The PAL is also involved in efforts to create a city-operated bicycle park, where kids can learn skills and have fun jumping bikes and performing in the same way that now happens on skateboards at Fort Bragg’s Skate Park. The original location for the bike park was at the old Georgia Pacific mill site property, but a new location is now being sought, Hendricks said. PAL is also known for its annual bicycle rodeo and for getting kids on two wheels from unclaimed and renovated bicycles. PAL also hopes to bring back an event quashed by the pandemic, the annual Big River Run, a series of foot races that attract participants from around the world and honors the life of Deputy Ricky Del Fiorentino, who died in the line of duty in 2014. Hendricks said there are hopes to bring the event back in 2025.
Moura Pond is adjacent to the sprawling Moura mansion. Joe Moura, a Portuguese immigrant from the Azores, became one of the area’s best known builders of upscale homes. While many of Moura’s fellow countrymen formed the backbone of the Noyo Harbor fishing industry, Joe Moura was a landlubber for life after a terrifying adventure being lost at sea, his daughter Jaclyn Moura recalls.
Last year, the fish had to be trucked twice as far, from the Shasta County area, Hendricks said. That the Mad River Hatchery was back online this year was good news, because the fish didn’t have to travel so far in risky hot weather. The Mad River Hatchery raises steelhead trout and chinook salmon, two of the state’s most important and protected fishes.
Fishing for hatchery trout in a lake was once featured at many county fairs and scout jamborees. But science has shown that hatchery fish can harm fish populations due to their lesser genetic diversity.

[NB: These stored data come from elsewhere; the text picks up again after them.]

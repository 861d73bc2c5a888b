//! Arbiter internals: storage, records and the allocation pass.

pub mod arena;
pub mod client;
pub mod plan;
pub(crate) mod sequence;
pub mod tracking;
//! Per-process memory usage tracking.
//!
//! The GPU backend reports allocation sizes per process, independent of
//! which client a texture belongs to. Groups only count bytes; allocation
//! decisions are made by the manager.

use super::arena::Handle;

/// Opaque identifier of the process that owns a set of clients.
#[derive(Debug, Clone, Copy, PartialEq, Eq, PartialOrd, Ord, Hash)]
pub struct ProcessId(u32);

impl ProcessId {
    /// Wrap a raw process id.
    pub const fn new(raw: u32) -> Self {
        Self(raw)
    }

    /// Get the raw id value.
    pub fn raw(&self) -> u32 {
        self.0
    }
}

/// Handle to a tracking group owned by the manager.
pub type TrackingGroupHandle = Handle<TrackingGroup>;

/// Result of a usage check against the per-process ceiling.
#[derive(Debug, Clone, Copy, PartialEq, Eq)]
pub enum BudgetStatus {
    /// Under the ceiling (or no ceiling configured)
    Ok,

    /// Above 90% of the ceiling
    Warning,

    /// Above the ceiling
    Exceeded,
}

/// Aggregate usage for one process.
#[derive(Debug, Clone)]
pub struct TrackingGroup {
    process: ProcessId,
    bytes_used: usize,
    bytes_peak: usize,
    clients: usize,
}

impl TrackingGroup {
    pub(crate) fn new(process: ProcessId) -> Self {
        Self {
            process,
            bytes_used: 0,
            bytes_peak: 0,
            clients: 0,
        }
    }

    /// Record newly allocated bytes.
    pub fn add_usage(&mut self, bytes: usize) {
        self.bytes_used = self.bytes_used.saturating_add(bytes);
        self.bytes_peak = self.bytes_peak.max(self.bytes_used);
    }

    /// Record freed bytes.
    pub fn remove_usage(&mut self, bytes: usize) {
        self.bytes_used = self.bytes_used.saturating_sub(bytes);
    }

    /// Check usage against a ceiling (0 = unlimited).
    pub fn check_limit(&self, limit: usize) -> BudgetStatus {
        if limit == 0 {
            BudgetStatus::Ok
        } else if self.bytes_used > limit {
            BudgetStatus::Exceeded
        } else if self.bytes_used > limit / 10 * 9 {
            BudgetStatus::Warning
        } else {
            BudgetStatus::Ok
        }
    }

    /// Process this group accounts for.
    pub fn process(&self) -> ProcessId {
        self.process
    }

    /// Bytes currently attributed to the process.
    pub fn bytes_used(&self) -> usize {
        self.bytes_used
    }

    /// High water mark of `bytes_used`.
    pub fn bytes_peak(&self) -> usize {
        self.bytes_peak
    }

    /// Number of clients attached to the group.
    pub fn client_count(&self) -> usize {
        self.clients
    }

    pub(crate) fn attach_client(&mut self) {
        self.clients += 1;
    }

    /// Detach a client; returns true when no clients remain.
    pub(crate) fn detach_client(&mut self) -> bool {
        self.clients = self.clients.saturating_sub(1);
        self.clients == 0
    }
}

#[cfg(test)]
mod tests {
    use super::*;

    #[test]
    fn test_usage_tracking() {
        let mut group = TrackingGroup::new(ProcessId::new(7));

        group.add_usage(1000);
        group.add_usage(500);
        group.remove_usage(400);

        assert_eq!(group.bytes_used(), 1100);
        assert_eq!(group.bytes_peak(), 1500);
        assert_eq!(group.process().raw(), 7);
    }

    #[test]
    fn test_remove_saturates() {
        let mut group = TrackingGroup::new(ProcessId::new(1));
        group.add_usage(10);
        group.remove_usage(100);
        assert_eq!(group.bytes_used(), 0);
    }

    #[test]
    fn test_check_limit() {
        let mut group = TrackingGroup::new(ProcessId::new(1));
        assert_eq!(group.check_limit(0), BudgetStatus::Ok);

        group.add_usage(500);
        assert_eq!(group.check_limit(1000), BudgetStatus::Ok);

        group.add_usage(450);
        assert_eq!(group.check_limit(1000), BudgetStatus::Warning);

        group.add_usage(100);
        assert_eq!(group.check_limit(1000), BudgetStatus::Exceeded);
        assert_eq!(group.check_limit(0), BudgetStatus::Ok);
    }

    #[test]
    fn test_client_attachment() {
        let mut group = TrackingGroup::new(ProcessId::new(1));
        group.attach_client();
        group.attach_client();

        assert!(!group.detach_client());
        assert!(group.detach_client());
        assert_eq!(group.client_count(), 0);
    }
}
//! Public API for gpubudget.
//!
//! This module contains all user-facing types and functions.
//! Most users should only interact with [`manager::GpuMemoryManager`].

pub mod config;
pub mod error;
pub mod manager;
pub mod stats;
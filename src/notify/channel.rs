//! Outbound budget delivery.
//!
//! The manager never calls surface owners directly. It enqueues a
//! [`BudgetMessage`] and moves on; whoever owns the transport drains the
//! queue on its own schedule. Delivery is best effort: messages for owners
//! that have already gone away are dropped without error.

use std::collections::HashMap;

use crossbeam_queue::SegQueue;

use crate::api::stats::ManagedMemoryStats;
use crate::core::client::OwnerId;

use super::message::{BudgetMessage, MemoryAllocation};

/// The surface owner side of a client, usually in another process.
pub trait SurfaceOwner {
    /// Whether the surface is currently shown.
    fn is_visible(&self) -> bool;

    /// The latest self-reported demand, if any.
    fn managed_memory_stats(&self) -> Option<ManagedMemoryStats>;

    /// Receive a new budget.
    fn set_memory_allocation(&self, allocation: &MemoryAllocation);
}

/// Sink for budget messages. Sending must not block or fail.
pub trait BudgetChannel: Send + Sync {
    fn send(&self, message: BudgetMessage);
}

/// Resolves owner ids to live surface owners.
pub trait OwnerDirectory {
    fn lookup(&self, owner: OwnerId) -> Option<&dyn SurfaceOwner>;
}

impl<S: SurfaceOwner> OwnerDirectory for HashMap<OwnerId, S> {
    fn lookup(&self, owner: OwnerId) -> Option<&dyn SurfaceOwner> {
        self.get(&owner).map(|surface| surface as &dyn SurfaceOwner)
    }
}

/// Outcome of a dispatch.
#[derive(Debug, Clone, Copy, Default, PartialEq, Eq)]
pub struct DispatchStats {
    /// Messages handed to an owner.
    pub delivered: usize,
    /// Messages whose owner was gone.
    pub dropped: usize,
}

/// Lock-free message queue; doubles as a recorder in tests.
pub struct QueueChannel {
    queue: SegQueue<BudgetMessage>,
}

impl QueueChannel {
    /// Create an empty queue.
    pub fn new() -> Self {
        Self {
            queue: SegQueue::new(),
        }
    }

    /// Take the oldest pending message.
    pub fn pop(&self) -> Option<BudgetMessage> {
        self.queue.pop()
    }

    /// Take all pending messages, oldest first.
    pub fn drain(&self) -> Vec<BudgetMessage> {
        let mut messages = Vec::with_capacity(self.queue.len());
        while let Some(message) = self.queue.pop() {
            messages.push(message);
        }
        messages
    }

    /// Deliver all pending messages through `directory`.
    pub fn dispatch(&self, directory: &dyn OwnerDirectory) -> DispatchStats {
        let mut stats = DispatchStats::default();

        while let Some(message) = self.queue.pop() {
            match directory.lookup(message.owner) {
                Some(owner) => {
                    owner.set_memory_allocation(&message.allocation);
                    stats.delivered += 1;
                }
                None => {
                    log::trace!(
                        "dropping budget for departed owner {} (client {})",
                        message.owner.raw(),
                        message.client
                    );
                    stats.dropped += 1;
                }
            }
        }

        stats
    }

    /// Check if there are pending messages.
    pub fn is_empty(&self) -> bool {
        self.queue.is_empty()
    }

    /// Get the number of pending messages.
    pub fn len(&self) -> usize {
        self.queue.len()
    }
}

impl Default for QueueChannel {
    fn default() -> Self {
        Self::new()
    }
}

impl BudgetChannel for QueueChannel {
    fn send(&self, message: BudgetMessage) {
        self.queue.push(message);
    }
}

#[cfg(test)]
mod tests {
    use super::*;
    use crate::core::arena::Handle;
    use std::cell::Cell;

    struct FakeSurface {
        received: Cell<usize>,
    }

    impl SurfaceOwner for FakeSurface {
        fn is_visible(&self) -> bool {
            true
        }

        fn managed_memory_stats(&self) -> Option<ManagedMemoryStats> {
            None
        }

        fn set_memory_allocation(&self, allocation: &MemoryAllocation) {
            self.received.set(allocation.bytes_limit);
        }
    }

    fn message(owner: u64, bytes: usize) -> BudgetMessage {
        BudgetMessage {
            owner: OwnerId::new(owner),
            client: Handle::dangling(),
            allocation: MemoryAllocation {
                bytes_limit: bytes,
                ..MemoryAllocation::default()
            },
            pass: 1,
        }
    }

    #[test]
    fn test_queue_records_in_order() {
        let channel = QueueChannel::new();
        assert!(channel.is_empty());

        channel.send(message(1, 100));
        channel.send(message(2, 200));
        assert_eq!(channel.len(), 2);

        let drained = channel.drain();
        assert_eq!(drained[0].allocation.bytes_limit, 100);
        assert_eq!(drained[1].allocation.bytes_limit, 200);
        assert!(channel.is_empty());
    }

    #[test]
    fn test_dispatch_drops_departed_owners() {
        let channel = QueueChannel::new();
        let mut owners = HashMap::new();
        owners.insert(
            OwnerId::new(1),
            FakeSurface {
                received: Cell::new(0),
            },
        );

        channel.send(message(1, 512));
        channel.send(message(9, 64));

        let stats = channel.dispatch(&owners);
        assert_eq!(stats, DispatchStats { delivered: 1, dropped: 1 });
        assert_eq!(owners[&OwnerId::new(1)].received.get(), 512);
        assert!(channel.is_empty());
    }
}
/// Run one arbitration pass.
pub(crate) fn compute(config: &ArbiterConfig, demands: &[ClientDemand]) -> Plan {
    let ceiling = config.bytes_available;
    let minimum = config.bytes_minimum_per_client;

    let mut allocations: Vec<ClientAllocation> = demands
        .iter()
        .map(|demand| ideal_allocation(config, demand))
        .collect();

    let foreground: Vec<usize> = indices_in_tier(demands, Tier::Foreground);
    let background: Vec<usize> = indices_in_tier(demands, Tier::Background);

    let required_total: u128 = foreground
        .iter()
        .map(|&i| allocations[i].bytes_allocation_ideal_required as u128)
        .sum();
    let minimum_total = foreground.len() as u128 * minimum as u128;

    let mut summary = PlanSummary {
        bytes_visible_required: required_total.min(usize::MAX as u128) as usize,
        visible_clients: foreground.len(),
        ..PlanSummary::default()
    };

    // Slack left for the background tier after every reservation and all
    // foreground growth.
    let mut background_slack = 0usize;
    let mut reserved = vec![0usize; demands.len()];

    if minimum > 0 && minimum_total > ceiling as u128 {
        // Degraded: admit as many foreground clients as fit, in
        // registration order, at exactly the minimum.
        summary.degraded = true;
        summary.under_pressure = true;
        let admitted = ceiling / minimum;
        for (rank, &i) in foreground.iter().enumerate() {
            if rank < admitted {
                allocations[i].bytes_allocation = minimum;
            } else {
                allocations[i].bytes_allocation = 0;
                allocations[i].hibernated = true;
            }
        }
    } else if required_total > ceiling as u128 {
        // Ration the required tier above the guaranteed minimum.
        summary.under_pressure = true;
        let pool = ceiling as u128 - minimum_total;
        let excess_total = required_total - minimum_total;
        for &i in &foreground {
            let excess = (allocations[i].bytes_allocation_ideal_required - minimum) as u128;
            let share = excess * pool / excess_total;
            allocations[i].bytes_allocation = minimum + share as usize;
        }
    } else {
        let slack = ceiling - required_total as usize;

        // Every non-foreground client with stats holds a share of its
        // required tier ahead of nice-to-have growth. Hibernated clients
        // keep theirs too, so the set does not depend on the ceiling.
        let holders: Vec<(usize, usize)> = demands
            .iter()
            .enumerate()
            .filter(|(_, demand)| demand.stats.is_some() && demand.tier() != Tier::Foreground)
            .map(|(i, demand)| (i, reserve_target(config, demand, &allocations[i])))
            .collect();
        let reserve_total: u128 = holders.iter().map(|&(_, target)| target as u128).sum();

        let mut reserved_sum = 0usize;
        for &(i, target) in &holders {
            reserved[i] = fill(target, slack, reserve_total);
            reserved_sum += reserved[i];
        }

        let growth_pool = slack - reserved_sum;
        let headroom_total: u128 = foreground
            .iter()
            .map(|&i| headroom(&allocations[i]) as u128)
            .sum();

        for &i in &foreground {
            let growth = fill(headroom(&allocations[i]), growth_pool, headroom_total);
            allocations[i].bytes_allocation = allocations[i].bytes_allocation_ideal_required + growth;
        }

        if growth_pool as u128 >= headroom_total {
            background_slack = growth_pool - headroom_total as usize;
        }

        let threshold = percent_of(ceiling, config.hibernation_threshold_percent) as u128;
        summary.under_pressure = required_total > threshold;
    }

    if summary.under_pressure {
        for &i in &background {
            allocations[i].bytes_allocation = 0;
            if demands[i].can_hibernate() {
                allocations[i].hibernated = true;
            }
        }
    } else {
        let extras: Vec<usize> = background
            .iter()
            .map(|&i| background_target(config, &demands[i], &allocations[i]).saturating_sub(reserved[i]))
            .collect();
        let extra_total: u128 = extras.iter().map(|&extra| extra as u128).sum();

        for (&i, &extra) in background.iter().zip(&extras) {
            allocations[i].bytes_allocation = reserved[i] + fill(extra, background_slack, extra_total);
        }
    }

    for (allocation, demand) in allocations.iter_mut().zip(demands) {
        if demand.visible {
            allocation.bytes_allocation_when_visible = allocation.bytes_allocation;
        }
        if allocation.hibernated {
            summary.hibernated_clients += 1;
        }
        summary.bytes_granted = summary.bytes_granted.saturating_add(allocation.bytes_allocation);
    }

    Plan {
        allocations,
        summary,
    }
}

There’s a lot of debate whether hatchery fish can potentially pollute the gene pool of native wild stock, Hendricks said. He said that is not a concern here. This is not a natural body of water, so there’s no potential for those fish to get out and mix with the wild population.
In fact, the Moura Pond trout cannot reproduce, Hendricks said. Triploid trout are created with three sets of chromosomes instead of the natural two, which makes them sterile.
Noyo Fish Company donates bait, but many kids bring their own lures or bait.
“The Police Activities League wants to provide kids in our community with opportunities that they may not normally have,” Hendricks said. “This is about bringing them out and supplying all the gear necessary to go out and enjoy the outdoors and having fun outside.”